Students headed back to classrooms at elementary schools yesterday as New York City enters a stage of resuming in-person learning amid the COVID-19 pandemic.
Twice delayed, the reopening comes over objections from school principals, who said that the city’s complicated, changing plans put them in a staffing bind.
Meanwhile, officials are worried about recent spurts in virus cases in some city neighborhoods.
“It’s a big moment for the city,” New York Mayor Bill de Blasio said on cable news station NY1.
With in-person learning for middle and high-school students scheduled to begin tomorrow, De Blasio said that “as many as half a million kids could be in school in the course of this week.”
With more than 1 million public-school students, New York City initially had a more ambitious timeline than many other big US school systems for bringing children back to school this fall.
Families have the option of choosing all-remote learning, and a growing number are doing so — 48 percent as of Friday last week, up from 30 percent six weeks earlier, according to New York City Education Department statistics.
Other students are already back in the city’s virus-altered version of in-person school, learning sometimes in classrooms and sometimes at home.
Pre-kindergarteners and some special education students began showing up on Monday last week as online instruction began for the rest of the student body.
Students were originally due back on Sept. 10, but the start date was pushed back repeatedly after the city teachers’ union said that it was not safe to open schools because of outdated ventilation systems, an insufficient number of school nurses and other issues.
At one point, the United Federation of Teachers threatened to strike.
The union was still pressing for changes as recently as Friday last week, when the city agreed to let more teachers work from home when instructing students remotely, rather than having to come in to school to conduct online classes.
The principals’ union said that the late-breaking change was too much.
Principals had already complained that the city was creating a staffing crunch by planning to have three different groups of teachers — one for all-remote students, another for in-classroom pupils and a third for blended-program students when they are at home.
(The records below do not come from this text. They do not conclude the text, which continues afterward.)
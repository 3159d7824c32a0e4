use log::*;
use lp_common::{helpers::non_blank, Secret};

pub const DEFAULT_GATEWAY_API_URL: &str = "https://api.razorpay.com";

#[derive(Debug, Clone, Default)]
pub struct GatewayConfig {
    /// Base URL of the gateway REST API, without a trailing slash.
    pub api_url: String,
    pub key_id: String,
    /// Used for HTTP basic auth against the API, and as the HMAC key for checkout signatures.
    pub key_secret: Secret<String>,
    /// HMAC key for webhook deliveries. This is configured separately in the gateway dashboard and is NOT the same as
    /// `key_secret`.
    pub webhook_secret: Secret<String>,
}

impl GatewayConfig {
    pub fn new_from_env_or_default() -> Self {
        let api_url = std::env::var("LPS_GATEWAY_API_URL").unwrap_or_else(|_| {
            info!("💳️ LPS_GATEWAY_API_URL not set, using {DEFAULT_GATEWAY_API_URL} as default");
            DEFAULT_GATEWAY_API_URL.to_string()
        });
        let key_id = non_blank(std::env::var("LPS_GATEWAY_KEY_ID").ok()).unwrap_or_else(|| {
            warn!("💳️ LPS_GATEWAY_KEY_ID not set. Live payments are unavailable.");
            String::default()
        });
        let key_secret = Secret::new(non_blank(std::env::var("LPS_GATEWAY_KEY_SECRET").ok()).unwrap_or_else(|| {
            warn!("💳️ LPS_GATEWAY_KEY_SECRET not set. Live payments are unavailable.");
            String::default()
        }));
        let webhook_secret =
            Secret::new(non_blank(std::env::var("LPS_GATEWAY_WEBHOOK_SECRET").ok()).unwrap_or_else(|| {
                warn!("💳️ LPS_GATEWAY_WEBHOOK_SECRET not set. Webhook deliveries will be refused.");
                String::default()
            }));
        Self { api_url: api_url.trim_end_matches('/').to_string(), key_id, key_secret, webhook_secret }
    }

    /// Live credentials are present, i.e. both the key id and key secret have been set.
    pub fn has_credentials(&self) -> bool {
        !self.key_id.trim().is_empty() && !self.key_secret.is_blank()
    }
}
Saying that De Blasio and New York City Schools Chancellor Richard Carranza “have entered into grossly irresponsible staffing agreements,” the Council of School Supervisors and Administrators on Sunday called for New York State to take control of the school system for the duration of the pandemic.
New York Governor Andrew Cuomo on Monday said that he understood the concern of the principals’ union and that the state would monitor virus testing data to determine whether any steps need to be taken concerning schools.